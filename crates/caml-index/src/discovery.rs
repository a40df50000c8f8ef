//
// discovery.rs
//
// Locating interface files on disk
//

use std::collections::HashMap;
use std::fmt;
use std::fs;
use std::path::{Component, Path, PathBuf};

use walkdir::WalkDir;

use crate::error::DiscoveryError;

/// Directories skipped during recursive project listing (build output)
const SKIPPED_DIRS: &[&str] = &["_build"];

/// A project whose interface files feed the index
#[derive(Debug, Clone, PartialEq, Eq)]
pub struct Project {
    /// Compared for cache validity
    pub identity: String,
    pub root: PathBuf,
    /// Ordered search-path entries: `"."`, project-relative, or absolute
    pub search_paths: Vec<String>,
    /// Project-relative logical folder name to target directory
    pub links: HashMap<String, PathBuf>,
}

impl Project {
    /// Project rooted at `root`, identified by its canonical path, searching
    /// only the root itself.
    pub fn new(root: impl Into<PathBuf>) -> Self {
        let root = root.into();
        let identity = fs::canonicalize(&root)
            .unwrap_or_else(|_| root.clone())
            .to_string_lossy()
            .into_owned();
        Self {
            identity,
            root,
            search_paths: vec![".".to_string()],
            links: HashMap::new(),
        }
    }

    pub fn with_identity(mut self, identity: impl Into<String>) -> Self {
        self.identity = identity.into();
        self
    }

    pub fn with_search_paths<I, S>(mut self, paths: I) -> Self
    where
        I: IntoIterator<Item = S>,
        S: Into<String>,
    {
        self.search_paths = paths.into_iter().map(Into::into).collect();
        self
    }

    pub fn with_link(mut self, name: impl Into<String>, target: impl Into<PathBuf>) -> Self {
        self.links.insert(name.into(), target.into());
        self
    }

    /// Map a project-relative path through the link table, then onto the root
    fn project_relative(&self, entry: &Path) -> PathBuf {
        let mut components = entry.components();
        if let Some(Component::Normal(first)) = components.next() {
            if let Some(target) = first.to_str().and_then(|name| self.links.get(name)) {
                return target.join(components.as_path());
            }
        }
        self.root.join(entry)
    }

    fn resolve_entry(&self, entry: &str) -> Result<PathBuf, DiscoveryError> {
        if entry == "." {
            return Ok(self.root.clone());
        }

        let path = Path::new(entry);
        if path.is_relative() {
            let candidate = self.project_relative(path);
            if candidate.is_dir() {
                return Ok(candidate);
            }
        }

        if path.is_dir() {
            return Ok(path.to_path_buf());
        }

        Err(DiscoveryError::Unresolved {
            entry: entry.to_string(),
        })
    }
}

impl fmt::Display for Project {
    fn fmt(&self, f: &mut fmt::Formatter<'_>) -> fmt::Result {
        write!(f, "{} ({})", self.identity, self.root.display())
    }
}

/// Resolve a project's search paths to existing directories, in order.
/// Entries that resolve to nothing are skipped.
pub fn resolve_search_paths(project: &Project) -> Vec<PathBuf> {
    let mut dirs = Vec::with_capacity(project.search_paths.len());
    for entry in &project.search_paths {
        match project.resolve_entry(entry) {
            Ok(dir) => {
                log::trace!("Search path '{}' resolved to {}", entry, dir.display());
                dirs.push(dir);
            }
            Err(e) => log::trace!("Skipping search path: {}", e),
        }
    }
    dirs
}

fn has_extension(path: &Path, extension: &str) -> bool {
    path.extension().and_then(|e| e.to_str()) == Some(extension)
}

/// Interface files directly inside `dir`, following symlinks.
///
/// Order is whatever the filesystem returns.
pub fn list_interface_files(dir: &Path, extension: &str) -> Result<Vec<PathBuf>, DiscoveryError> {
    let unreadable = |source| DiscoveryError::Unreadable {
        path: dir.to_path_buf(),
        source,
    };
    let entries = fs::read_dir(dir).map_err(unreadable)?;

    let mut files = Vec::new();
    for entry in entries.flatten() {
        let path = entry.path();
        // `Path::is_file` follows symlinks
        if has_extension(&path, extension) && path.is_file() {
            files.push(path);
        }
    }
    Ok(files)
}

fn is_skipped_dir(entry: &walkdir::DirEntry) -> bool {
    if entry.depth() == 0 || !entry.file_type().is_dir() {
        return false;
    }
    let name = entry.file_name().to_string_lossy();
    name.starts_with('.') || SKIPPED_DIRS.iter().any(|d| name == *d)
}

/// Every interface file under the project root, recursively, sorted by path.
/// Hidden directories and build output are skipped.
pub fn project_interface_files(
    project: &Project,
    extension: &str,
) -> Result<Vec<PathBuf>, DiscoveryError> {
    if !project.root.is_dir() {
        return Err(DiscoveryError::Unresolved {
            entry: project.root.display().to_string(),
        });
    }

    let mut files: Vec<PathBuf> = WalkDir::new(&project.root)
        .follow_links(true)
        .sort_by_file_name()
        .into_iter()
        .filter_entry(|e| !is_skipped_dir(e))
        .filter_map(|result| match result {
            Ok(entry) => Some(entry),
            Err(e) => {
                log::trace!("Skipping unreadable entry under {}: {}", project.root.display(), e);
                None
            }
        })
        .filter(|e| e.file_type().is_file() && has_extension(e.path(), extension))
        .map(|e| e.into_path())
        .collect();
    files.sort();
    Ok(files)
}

........

YOUR INSTRUCTIONS.
Could you write out the full data verbatim?

THE COMPLETED TASK.
filename crates/caml-index/src/discovery.rs
repository a40df50000c8f8ef
//
// discovery.rs
//
// Locating interface files on disk
//

use std::collections::HashMap;
use std::fmt;
use std::fs;
use std::path::{Component, Path, PathBuf};

use walkdir::WalkDir;

use crate::error::DiscoveryError;

/// Directories skipped during recursive project listing (build output)
const SKIPPED_DIRS: &[&str] = &["_build"];

/// A project whose interface files feed the index
#[derive(Debug, Clone, PartialEq, Eq)]
pub struct Project {
    /// Compared for cache validity
    pub identity: String,
    pub root: PathBuf,
    /// Ordered search-path entries: `"."`, project-relative, or absolute
    pub search_paths: Vec<String>,
    /// Project-relative logical folder name to target directory
    pub links: HashMap<String, PathBuf>,
}

impl Project {
    /// Project rooted at `root`, identified by its canonical path, searching
    /// only the root itself.
    pub fn new(root: impl Into<PathBuf>) -> Self {
        let root = root.into();
        let identity = fs::canonicalize(&root)
            .unwrap_or_else(|_| root.clone())
            .to_string_lossy()
            .into_owned();
        Self {
            identity,
            root,
            search_paths: vec![".".to_string()],
            links: HashMap::new(),
        }
    }

    pub fn with_identity(mut self, identity: impl Into<String>) -> Self {
        self.identity = identity.into();
        self
    }

    pub fn with_search_paths<I, S>(mut self, paths: I) -> Self
    where
        I: IntoIterator<Item = S>,
        S: Into<String>,
    {
        self.search_paths = paths.into_iter().map(Into::into).collect();
        self
    }

    pub fn with_link(mut self, name: impl Into<String>, target: impl Into<PathBuf>) -> Self {
        self.links.insert(name.into(), target.into());
        self
    }

    /// Map a project-relative path through the link table, then onto the root
    fn project_relative(&self, entry: &Path) -> PathBuf {
        let mut components = entry.components();
        if let Some(Component::Normal(first)) = components.next() {
            if let Some(target) = first.to_str().and_then(|name| self.links.get(name)) {
                return target.join(components.as_path());
            }
        }
        self.root.join(entry)
    }

    fn resolve_entry(&self, entry: &str) -> Result<PathBuf, DiscoveryError> {
        if entry == "." {
            return Ok(self.root.clone());
        }

        let path = Path::new(entry);
        if path.is_relative() {
            let candidate = self.project_relative(path);
            if candidate.is_dir() {
                return Ok(candidate);
            }
        }

        if path.is_dir() {
            return Ok(path.to_path_buf());
        }

        Err(DiscoveryError::Unresolved {
            entry: entry.to_string(),
        })
    }
}

impl fmt::Display for Project {
    fn fmt(&self, f: &mut fmt::Formatter<'_>) -> fmt::Result {
        write!(f, "{} ({})", self.identity, self.root.display())
    }
}

/// Resolve a project's search paths to existing directories, in order.
/// Entries that resolve to nothing are skipped.
pub fn resolve_search_paths(project: &Project) -> Vec<PathBuf> {
    let mut dirs = Vec::with_capacity(project.search_paths.len());
    for entry in &project.search_paths {
        match project.resolve_entry(entry) {
            Ok(dir) => {
                log::trace!("Search path '{}' resolved to {}", entry, dir.display());
                dirs.push(dir);
            }
            Err(e) => log::trace!("Skipping search path: {}", e),
        }
    }
    dirs
}

fn has_extension(path: &Path, extension: &str) -> bool {
    path.extension().and_then(|e| e.to_str()) == Some(extension)
}

/// Interface files directly inside `dir`, following symlinks.
///
/// Order is whatever the filesystem returns.
pub fn list_interface_files(dir: &Path, extension: &str) -> Result<Vec<PathBuf>, DiscoveryError> {
    let unreadable = |source| DiscoveryError::Unreadable {
        path: dir.to_path_buf(),
        source,
    };
    let entries = fs::read_dir(dir).map_err(unreadable)?;

    let mut files = Vec::new();
    for entry in entries.flatten() {
        let path = entry.path();
        // `Path::is_file` follows symlinks
        if has_extension(&path, extension) && path.is_file() {
            files.push(path);
        }
    }
    Ok(files)
}

fn is_skipped_dir(entry: &walkdir::DirEntry) -> bool {
    if entry.depth() == 0 || !entry.file_type().is_dir() {
        return false;
    }
    let name = entry.file_name().to_string_lossy();
    name.starts_with('.') || SKIPPED_DIRS.iter().any(|d| name == *d)
}

/// Every interface file under the project root, recursively, sorted by path.
/// Hidden directories and build output are skipped.
pub fn project_interface_files(
    project: &Project,
    extension: &str,
) -> Result<Vec<PathBuf>, DiscoveryError> {
    if !project.root.is_dir() {
        return Err(DiscoveryError::Unresolved {
            entry: project.root.display().to_string(),
        });
    }

    let mut files: Vec<PathBuf> = WalkDir::new(&project.root)
        .follow_links(true)
        .sort_by_file_name()
        .into_iter()
        .filter_entry(|e| !is_skipped_dir(e))
        .filter_map(|result| match result {
            Ok(entry) => Some(entry),
            Err(e) => {
                log::trace!("Skipping unreadable entry under {}: {}", project.root.display(), e);
                None
            }
        })
        .filter(|e| e.file_type().is_file() && has_extension(e.path(), extension))
        .map(|e| e.into_path())
        .collect();
    files.sort();
    Ok(files)
}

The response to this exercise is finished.